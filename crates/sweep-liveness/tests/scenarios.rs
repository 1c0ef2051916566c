//! End-to-end capture runs against the synthetic camera on a paused clock.

use async_trait::async_trait;
use std::collections::VecDeque;
use std::sync::atomic::{AtomicUsize, Ordering};
use std::sync::{Arc, Mutex};
use std::time::Duration;
use sweep_core::{
    BoundingBox, Calibration, DetectorError, FaceDetector, FaceObservation, GrayImage, LandmarkLayout, Landmarks,
    SEGMENT_COUNT,
};
use sweep_hw::{CameraError, CaptureController, CaptureOptions, Resolution, SessionError, SyntheticBackend};
use sweep_liveness::{
    CaptureSuccess, Config, ErrorKind, FaceRegistry, HostCallbacks, IndexFaceResponse, LivenessCapture,
    PipelineError, PipelineEvent, RegistryError, Stage,
};
use tokio::sync::broadcast;

/// Replays poses as 5-point faces, one per detection, then holds the last.
struct ScriptedDetector {
    poses: Vec<Option<(f32, f32)>>,
    calls: usize,
}

impl ScriptedDetector {
    fn new(poses: Vec<Option<(f32, f32)>>) -> Box<Self> {
        Box::new(Self { poses, calls: 0 })
    }
}

impl FaceDetector for ScriptedDetector {
    fn detect(&mut self, image: &GrayImage<'_>, _min: f32) -> Result<Vec<FaceObservation>, DetectorError> {
        let index = self.calls.min(self.poses.len().saturating_sub(1));
        self.calls += 1;
        let Some(Some((yaw, pitch))) = self.poses.get(index).copied() else {
            return Ok(Vec::new());
        };
        let points = vec![
            (100.0, 100.0),
            (140.0, 100.0),
            (120.0 + yaw * 0.4, 100.0 + 40.0 * LandmarkLayout::Scrfd5.neutral_nose_drop() + pitch * 0.4),
            (105.0, 130.0),
            (135.0, 130.0),
        ];
        Ok(vec![FaceObservation {
            bbox: BoundingBox {
                x: 80.0,
                y: 60.0,
                width: 80.0,
                height: 100.0,
            },
            confidence: 0.8,
            landmarks: Some(Landmarks::new(LandmarkLayout::Scrfd5, points)),
            timestamp: image.captured_at,
        }])
    }
}

/// Each segment's centre held for four ticks, in order.
fn full_sweep() -> Vec<Option<(f32, f32)>> {
    let mut poses = Vec::new();
    for target in Calibration::default().plan.targets.iter() {
        let c = target.center();
        poses.extend(std::iter::repeat(Some((c.yaw, c.pitch))).take(4));
    }
    poses
}

#[derive(Default)]
struct ScriptedRegistry {
    replies: Mutex<VecDeque<IndexFaceResponse>>,
    calls: AtomicUsize,
}

impl ScriptedRegistry {
    fn replying(replies: Vec<IndexFaceResponse>) -> Arc<Self> {
        Arc::new(Self {
            replies: Mutex::new(replies.into()),
            calls: AtomicUsize::new(0),
        })
    }

    fn calls(&self) -> usize {
        self.calls.load(Ordering::SeqCst)
    }
}

#[async_trait]
impl FaceRegistry for ScriptedRegistry {
    async fn index_face(&self, image: &[u8], user_id: &str) -> Result<IndexFaceResponse, RegistryError> {
        assert!(image.starts_with(&[0xFF, 0xD8]), "registry expects a JPEG");
        assert_eq!(user_id, "user-1");
        self.calls.fetch_add(1, Ordering::SeqCst);
        let reply = self.replies.lock().unwrap().pop_front();
        Ok(reply.unwrap_or_else(|| IndexFaceResponse::indexed("face-default")))
    }
}

#[derive(Default)]
struct RecordingCallbacks {
    successes: Mutex<Vec<CaptureSuccess>>,
    errors: Mutex<Vec<PipelineError>>,
    closes: AtomicUsize,
}

impl HostCallbacks for RecordingCallbacks {
    fn on_success(&self, success: &CaptureSuccess) {
        self.successes.lock().unwrap().push(success.clone());
    }

    fn on_error(&self, error: &PipelineError) {
        self.errors.lock().unwrap().push(error.clone());
    }

    fn on_close(&self) {
        self.closes.fetch_add(1, Ordering::SeqCst);
    }
}

struct Rig {
    capture: Arc<LivenessCapture>,
    backend: SyntheticBackend,
    registry: Arc<ScriptedRegistry>,
    callbacks: Arc<RecordingCallbacks>,
}

fn rig(backend: SyntheticBackend, poses: Vec<Option<(f32, f32)>>, registry: Arc<ScriptedRegistry>) -> Rig {
    let controller = CaptureController::new(
        Arc::new(backend.clone()),
        CaptureOptions {
            resolution: Resolution::new(32, 24),
            ..CaptureOptions::default()
        },
    );
    let mut config = Config::default();
    config.recording.max_duration = Duration::from_secs(10);
    config.settle = Duration::from_secs(1);

    let callbacks = Arc::new(RecordingCallbacks::default());
    let capture = LivenessCapture::builder(controller, ScriptedDetector::new(poses), registry.clone())
        .config(config)
        .callbacks(callbacks.clone())
        .user_id("user-1")
        .build();
    Rig {
        capture: Arc::new(capture),
        backend,
        registry,
        callbacks,
    }
}

fn camera() -> SyntheticBackend {
    SyntheticBackend::builder().frame_interval(Duration::from_millis(40)).build()
}

fn drain(events: &mut broadcast::Receiver<PipelineEvent>) -> Vec<PipelineEvent> {
    let mut out = Vec::new();
    while let Ok(event) = events.try_recv() {
        out.push(event);
    }
    out
}

#[tokio::test(start_paused = true)]
async fn full_sweep_registers_with_full_confidence() {
    let rig = rig(camera(), full_sweep(), ScriptedRegistry::replying(vec![IndexFaceResponse::indexed("face-42")]));
    let mut events = rig.capture.subscribe();

    let success = rig.capture.run().await.unwrap();
    assert_eq!(success.face_id, "face-42");
    assert_eq!(success.confidence, 100.0);
    assert!(success.reference_image.starts_with("data:image/jpeg;base64,"));
    assert!(success.video.as_ref().is_some_and(|v| v.size() > 0));

    let progress = rig.capture.progress();
    assert_eq!(progress.stage, Stage::Succeeded);
    assert_eq!(progress.completed, SEGMENT_COUNT);
    assert!(progress.segments.iter().all(|&done| done));

    let events = drain(&mut events);
    let completed: Vec<usize> = events
        .iter()
        .filter_map(|e| match e {
            PipelineEvent::SegmentCompleted { index, .. } => Some(*index),
            _ => None,
        })
        .collect();
    assert_eq!(completed, (0..SEGMENT_COUNT).collect::<Vec<_>>());
    let verified = events
        .iter()
        .filter(|e| matches!(e, PipelineEvent::VerificationComplete))
        .count();
    assert_eq!(verified, 1);
    assert!(matches!(events.last(), Some(PipelineEvent::Registered { .. })));

    assert_eq!(rig.backend.live_tracks(), 0);
    assert_eq!(rig.callbacks.successes.lock().unwrap().len(), 1);
    assert!(rig.callbacks.errors.lock().unwrap().is_empty());
}

#[tokio::test(start_paused = true)]
async fn out_of_order_pose_never_advances() {
    let up_left = Calibration::default().plan.targets[3].center();
    let rig = rig(camera(), vec![Some((up_left.yaw, up_left.pitch))], ScriptedRegistry::replying(Vec::new()));
    let mut events = rig.capture.subscribe();

    // The ceiling ends the attempt; finalization still runs.
    let success = rig.capture.run().await.unwrap();
    assert_eq!(success.confidence, 0.0);
    assert_eq!(rig.capture.progress().completed, 0);
    assert!(!drain(&mut events)
        .iter()
        .any(|e| matches!(e, PipelineEvent::SegmentCompleted { .. })));
    assert_eq!(rig.capture.artifact().unwrap().segments_completed, 0);
}

#[tokio::test(start_paused = true)]
async fn no_camera_fails_acquisition_without_opening() {
    let backend = SyntheticBackend::builder().devices(Vec::new()).build();
    let rig = rig(backend, full_sweep(), ScriptedRegistry::replying(Vec::new()));

    let err = rig.capture.run().await.unwrap_err();
    assert_eq!(err, PipelineError::Acquisition(SessionError::Camera(CameraError::NoDeviceFound)));
    assert_eq!(err.kind(), Some(ErrorKind::Acquisition));
    assert_eq!(rig.backend.open_calls(), 0);
    assert_eq!(rig.capture.progress().stage, Stage::Failed);
    assert_eq!(rig.callbacks.errors.lock().unwrap().as_slice(), &[err]);
}

#[tokio::test(start_paused = true)]
async fn rejected_registration_keeps_artifact_for_retry() {
    let registry = ScriptedRegistry::replying(vec![
        IndexFaceResponse::rejected("x"),
        IndexFaceResponse::indexed("face-7"),
    ]);
    let rig = rig(camera(), full_sweep(), registry);

    let err = rig.capture.run().await.unwrap_err();
    assert!(err.is_registration());
    assert_eq!(err.to_string(), "Face registration failed: x");
    assert_eq!(rig.callbacks.errors.lock().unwrap().as_slice(), &[err]);
    let artifact = rig.capture.artifact().unwrap();
    assert_eq!(artifact.segments_completed, SEGMENT_COUNT);
    assert_eq!(rig.backend.live_tracks(), 0);

    let success = rig.capture.retry_registration().await.unwrap();
    assert_eq!(success.face_id, "face-7");
    assert_eq!(success.artifact_id, artifact.id);
    assert_eq!(rig.registry.calls(), 2);
    assert_eq!(rig.backend.open_calls(), 1);
}

#[tokio::test(start_paused = true)]
async fn full_retry_starts_from_scratch() {
    let registry = ScriptedRegistry::replying(vec![IndexFaceResponse::rejected("busy")]);
    let rig = rig(camera(), full_sweep(), registry);

    rig.capture.run().await.unwrap_err();
    let first = rig.capture.artifact().unwrap();

    // The detector now holds the last pose, so the new sweep cannot pass segment 0.
    let success = rig.capture.retry().await.unwrap();
    assert_eq!(rig.backend.open_calls(), 2);
    assert_ne!(success.artifact_id, first.id);
    assert_eq!(success.confidence, 0.0);
    assert_eq!(rig.capture.progress().completed, 0);
}

#[tokio::test(start_paused = true)]
async fn cancel_mid_recording_releases_everything() {
    let rig = rig(camera(), vec![Some((0.0, 0.0))], ScriptedRegistry::replying(Vec::new()));
    let runner = {
        let capture = Arc::clone(&rig.capture);
        tokio::spawn(async move { capture.run().await })
    };

    tokio::time::sleep(Duration::from_secs(2)).await;
    assert_eq!(rig.capture.progress().stage, Stage::Recording);
    assert_eq!(rig.backend.live_tracks(), 1);

    rig.capture.cancel().await;
    assert_eq!(runner.await.unwrap(), Err(PipelineError::Cancelled));
    assert_eq!(rig.backend.live_tracks(), 0);

    let frozen = rig.capture.progress();
    assert_eq!(frozen.stage, Stage::Closed);
    tokio::time::sleep(Duration::from_secs(15)).await;
    assert_eq!(rig.capture.progress(), frozen);

    rig.capture.cancel().await;
    assert_eq!(rig.callbacks.closes.load(Ordering::SeqCst), 1);
    assert!(rig.callbacks.errors.lock().unwrap().is_empty());
    assert_eq!(rig.registry.calls(), 0);
}

#[tokio::test(start_paused = true)]
async fn superseded_attempt_leaves_the_new_one_alone() {
    let registry = ScriptedRegistry::replying(vec![IndexFaceResponse::indexed("face-2")]);
    let rig = rig(camera(), vec![Some((0.0, 0.0))], registry);
    let mut events = rig.capture.subscribe();

    let first = {
        let capture = Arc::clone(&rig.capture);
        tokio::spawn(async move { capture.run().await })
    };
    tokio::time::sleep(Duration::from_secs(2)).await;
    assert_eq!(rig.capture.progress().stage, Stage::Recording);
    drain(&mut events);

    let second = {
        let capture = Arc::clone(&rig.capture);
        tokio::spawn(async move { capture.run().await })
    };
    assert_eq!(first.await.unwrap(), Err(PipelineError::Cancelled));

    let success = second.await.unwrap().unwrap();
    assert_eq!(success.face_id, "face-2");
    assert_eq!(rig.capture.progress().stage, Stage::Succeeded);
    assert_eq!(rig.capture.artifact().unwrap().id, success.artifact_id);

    let events = drain(&mut events);
    let count = |wanted: fn(&PipelineEvent) -> bool| events.iter().filter(|e| wanted(e)).count();
    assert_eq!(count(|e| matches!(e, PipelineEvent::CameraReady { .. })), 1);
    assert_eq!(count(|e| matches!(e, PipelineEvent::RecordingStarted)), 1);
    assert_eq!(count(|e| matches!(e, PipelineEvent::Registered { .. })), 1);
    assert_eq!(
        count(|e| matches!(e, PipelineEvent::Failed { .. } | PipelineEvent::RegistrationFailed { .. })),
        0
    );

    assert_eq!(rig.callbacks.successes.lock().unwrap().len(), 1);
    assert!(rig.callbacks.errors.lock().unwrap().is_empty());
    assert_eq!(rig.callbacks.closes.load(Ordering::SeqCst), 0);
    assert_eq!(rig.registry.calls(), 1);
    assert_eq!(rig.backend.open_calls(), 2);
    assert_eq!(rig.backend.live_tracks(), 0);
}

****************

(Task): Please give an exact copy of the lines above, beginning with the line containing "let Some(Some((yaw, pitch)))" and running through the line containing "ticks, in order.", and of no other lines.

(Answer to the problem):
        let Some(Some((yaw, pitch))) = self.poses.get(index).copied() else {
            return Ok(Vec::new());
        };
        let points = vec![
            (100.0, 100.0),
            (140.0, 100.0),
            (120.0 + yaw * 0.4, 100.0 + 40.0 * LandmarkLayout::Scrfd5.neutral_nose_drop() + pitch * 0.4),
            (105.0, 130.0),
            (135.0, 130.0),
        ];
        Ok(vec![FaceObservation {
            bbox: BoundingBox {
                x: 80.0,
                y: 60.0,
                width: 80.0,
                height: 100.0,
            },
            confidence: 0.8,
            landmarks: Some(Landmarks::new(LandmarkLayout::Scrfd5, points)),
            timestamp: image.captured_at,
        }])
    }
}

/// Each segment's centre held for four ticks, in order.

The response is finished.